I have been doing some basic research but cant seem to get my head around it i plan on having multiple drives eventually 2 ssd's and 2 hdd's would i need raid to merge the 2 hdd's or ssd's to create a higer storage capsity located in 1 folder for example the C: drive or could i just make short-cut folders. Also is there any advantage with raid other than backing up data to 2 drives over just having short-cut folders
 
Solution


A shortcut link, sure. Each drive gets a drive letter. On my secondary SSD, there is a folder tree for MyStuff. it mirrors what you see under Libraries - MyDocs, MyPictures, etc.Those locations are now the default when I save something to "Documents". Same with Downloads...change the default to somewhere on another drive.

As far as music, for instance. All my music (25GB) lives on a whole different PC across the room. Shared folder, mapped drive letter ("M" in this case0. My music player of choice, Songbird, looks at that drive letter...it does not care that the physical drive is elsewhere.
Same with movies. They...
Trim does not work in RAID mode. And more & more users are finding out that trim does not work in second SSDs used as storage. The only solution that I have seen for a second ssd to have trim working is to load windows on it. Trim seems not to work unless there is an OS (win 7 or 8) on it.

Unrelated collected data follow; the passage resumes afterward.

//! Wireless datagram channel
//!
//! Every datagram carries one protocol line. Hosts are identified by their
//! peer address, and a peer must be present in the peer table before the
//! first datagram is sent to it. Unknown senders are registered on receipt.

use async_trait::async_trait;
use std::collections::HashSet;
use std::net::SocketAddr;
use std::sync::atomic::{AtomicBool, Ordering};
use std::sync::{Arc, Mutex, RwLock};
use std::time::Duration;
use tokio::net::UdpSocket;
use tracing::{debug, error, info, warn};

use super::{Channel, ChannelError, HostId, HostSet};

const MAX_DATAGRAM: usize = 2048;

pub struct DatagramChannel {
    name: String,
    bind: SocketAddr,
    socket: RwLock<Option<Arc<UdpSocket>>>,
    peers: Mutex<HashSet<SocketAddr>>,
    running: AtomicBool,
    hosts: HostSet,
}

impl DatagramChannel {
    /// `peers` pre-seeds the peer table; they are not hosts until observed
    pub fn new(name: impl Into<String>, bind: SocketAddr, peers: Vec<SocketAddr>) -> Self {
        Self {
            name: name.into(),
            bind,
            socket: RwLock::new(None),
            peers: Mutex::new(peers.into_iter().collect()),
            running: AtomicBool::new(false),
            hosts: HostSet::new(),
        }
    }

    /// Address the socket is actually bound to (useful with port 0)
    pub fn local_addr(&self) -> Option<SocketAddr> {
        self.current_socket()?.local_addr().ok()
    }

    /// Adds `addr` to the peer table; returns true if it was missing
    pub fn add_peer(&self, addr: SocketAddr) -> bool {
        let added = self
            .peers
            .lock()
            .unwrap_or_else(|e| e.into_inner())
            .insert(addr);
        if added {
            debug!("Registered peer {} on {}", addr, self.name);
        }
        added
    }

    pub fn is_peer(&self, addr: &SocketAddr) -> bool {
        self.peers
            .lock()
            .unwrap_or_else(|e| e.into_inner())
            .contains(addr)
    }

    fn current_socket(&self) -> Option<Arc<UdpSocket>> {
        self.socket
            .read()
            .unwrap_or_else(|e| e.into_inner())
            .clone()
    }

    fn observe(&self, host: &HostId, addr: SocketAddr) {
        if self.hosts.observe(host) {
            info!("New host {} on {}", host, self.name);
        }
        self.add_peer(addr);
    }

    /// Drops the current socket and binds a fresh one
    async fn reinitialise(&self) -> Result<(), ChannelError> {
        self.socket
            .write()
            .unwrap_or_else(|e| e.into_inner())
            .take();

        let socket = UdpSocket::bind(self.bind).await?;
        *self.socket.write().unwrap_or_else(|e| e.into_inner()) = Some(Arc::new(socket));
        info!("Rebound datagram socket for {} on {}", self.name, self.bind);
        Ok(())
    }
}

#[async_trait]
impl Channel for DatagramChannel {
    fn name(&self) -> &str {
        &self.name
    }

    async fn start(&self) -> Result<(), ChannelError> {
        // An address that is not up yet is bound again by later sends and polls
        match UdpSocket::bind(self.bind).await {
            Ok(socket) => {
                info!(
                    "Datagram channel {} listening on {}",
                    self.name,
                    socket.local_addr()?
                );
                *self.socket.write().unwrap_or_else(|e| e.into_inner()) = Some(Arc::new(socket));
            }
            Err(e) => warn!(
                "Datagram channel {} cannot bind {} yet: {}",
                self.name, self.bind, e
            ),
        }
        self.running.store(true, Ordering::SeqCst);
        Ok(())
    }

    async fn send(&self, host: &HostId, payload: &str) -> Result<(), ChannelError> {
        if !self.is_running() {
            return Err(ChannelError::NotRunning(self.name.clone()));
        }
        let addr = host
            .to_socket_addr()
            .ok_or_else(|| ChannelError::InvalidHost {
                channel: self.name.clone(),
                host: host.clone(),
            })?;
        self.observe(host, addr);

        let socket = match self.current_socket() {
            Some(socket) => socket,
            None => {
                if let Err(e) = self.reinitialise().await {
                    warn!("Dropped line for {} on {}: {}", host, self.name, e);
                    return Ok(());
                }
                match self.current_socket() {
                    Some(socket) => socket,
                    None => return Ok(()),
                }
            }
        };

        if let Err(e) = socket.send_to(payload.as_bytes(), addr).await {
            warn!("Send to {} on {} failed: {}", host, self.name, e);
            drop(socket);
            if let Err(e) = self.reinitialise().await {
                error!("Failed to reinitialise {}: {}", self.name, e);
            }
        }
        Ok(())
    }

    async fn await_message(&self, poll_interval: Duration) -> Option<(HostId, String)> {
        let mut buffer = vec![0u8; MAX_DATAGRAM];
        while self.is_running() {
            let socket = match self.current_socket() {
                Some(socket) => Some(socket),
                None => match self.reinitialise().await {
                    Ok(()) => self.current_socket(),
                    Err(e) => {
                        debug!("Datagram socket for {} still unavailable: {}", self.name, e);
                        None
                    }
                },
            };
            if let Some(socket) = socket {
                match socket.try_recv_from(&mut buffer) {
                    Ok((n, addr)) => {
                        let host = HostId::from_socket_addr(addr);
                        self.observe(&host, addr);
                        let line = String::from_utf8_lossy(&buffer[..n]);
                        let line = line.trim_end_matches(['\r', '\n']);
                        if !line.is_empty() {
                            return Some((host, line.to_string()));
                        }
                        continue;
                    }
                    Err(e) if e.kind() == std::io::ErrorKind::WouldBlock => {}
                    Err(e) => warn!("Receive on {} failed: {}", self.name, e),
                }
            }
            tokio::time::sleep(poll_interval).await;
        }
        None
    }

    fn stop(&self) {
        self.running.store(false, Ordering::SeqCst);
        self.socket
            .write()
            .unwrap_or_else(|e| e.into_inner())
            .take();
        info!("Datagram channel {} stopped", self.name);
    }

    fn is_running(&self) -> bool {
        self.running.load(Ordering::SeqCst)
    }

    fn hosts(&self) -> Vec<HostId> {
        self.hosts.snapshot()
    }
}
//! # System Collaborators
//!
//! Host-OS facilities the gateway consumes but does not own: network state,
//! wall-clock time from a time server, memory figures, status LEDs and the
//! restart primitive. Each one sits behind a small trait so the gateway can be
//! driven by in-memory doubles in tests.
//!
//! ```text
//! system/
//! ├── network.rs    - Wi-Fi state stream and reachability check
//! ├── time.rs       - NTP query
//! ├── memory.rs     - /proc based memory figures
//! ├── indicator.rs  - GPIO status LEDs and heartbeat
//! └── restart.rs    - process restart
//! ```

pub mod indicator;
pub mod memory;
pub mod network;
pub mod restart;
pub mod time;

pub use indicator::{spawn_heartbeat, GpioIndicator, Heartbeat, IndicatorError, NoIndicator};
pub use memory::{MemoryUsage, ProcMemory};
pub use network::SysfsNetworkMonitor;
pub use restart::ProcessRestart;
pub use time::{NtpClock, TimeError};

use async_trait::async_trait;
use tokio::sync::watch;

#[async_trait]
pub trait NetworkMonitor: Send + Sync {
    /// Wi-Fi up/down as a watch stream; the current value is the initial state
    fn subscribe(&self) -> watch::Receiver<bool>;

    /// Whether the wider network answers at all
    async fn is_reachable(&self) -> bool;
}

#[async_trait]
pub trait TimeSource: Send + Sync {
    /// Current Unix time in seconds
    async fn now(&self) -> Result<u64, TimeError>;
}

#[async_trait]
pub trait MemoryProbe: Send + Sync {
    async fn usage(&self) -> std::io::Result<MemoryUsage>;
}

pub trait Indicator: Send + Sync {
    fn set(&self, on: bool);
}

pub trait Restarter: Send + Sync {
    /// Brings the gateway down for a restart. Production implementations
    /// do not return.
    fn restart(&self);
}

You manually do trim on your drives though. It just will not work automatically.
 

USAFRet

Titan
Moderator
RAID on the desktop is rarely needed. Far more hassle than it is worth, and more chance of fail.
Also, RAID is not a backup. RAID0 (striped) is more or less merging 2 drives into one. In certain circumstances, it can greatly increase the speed. But with SSD's, that is not needed. They are already blindingly fast.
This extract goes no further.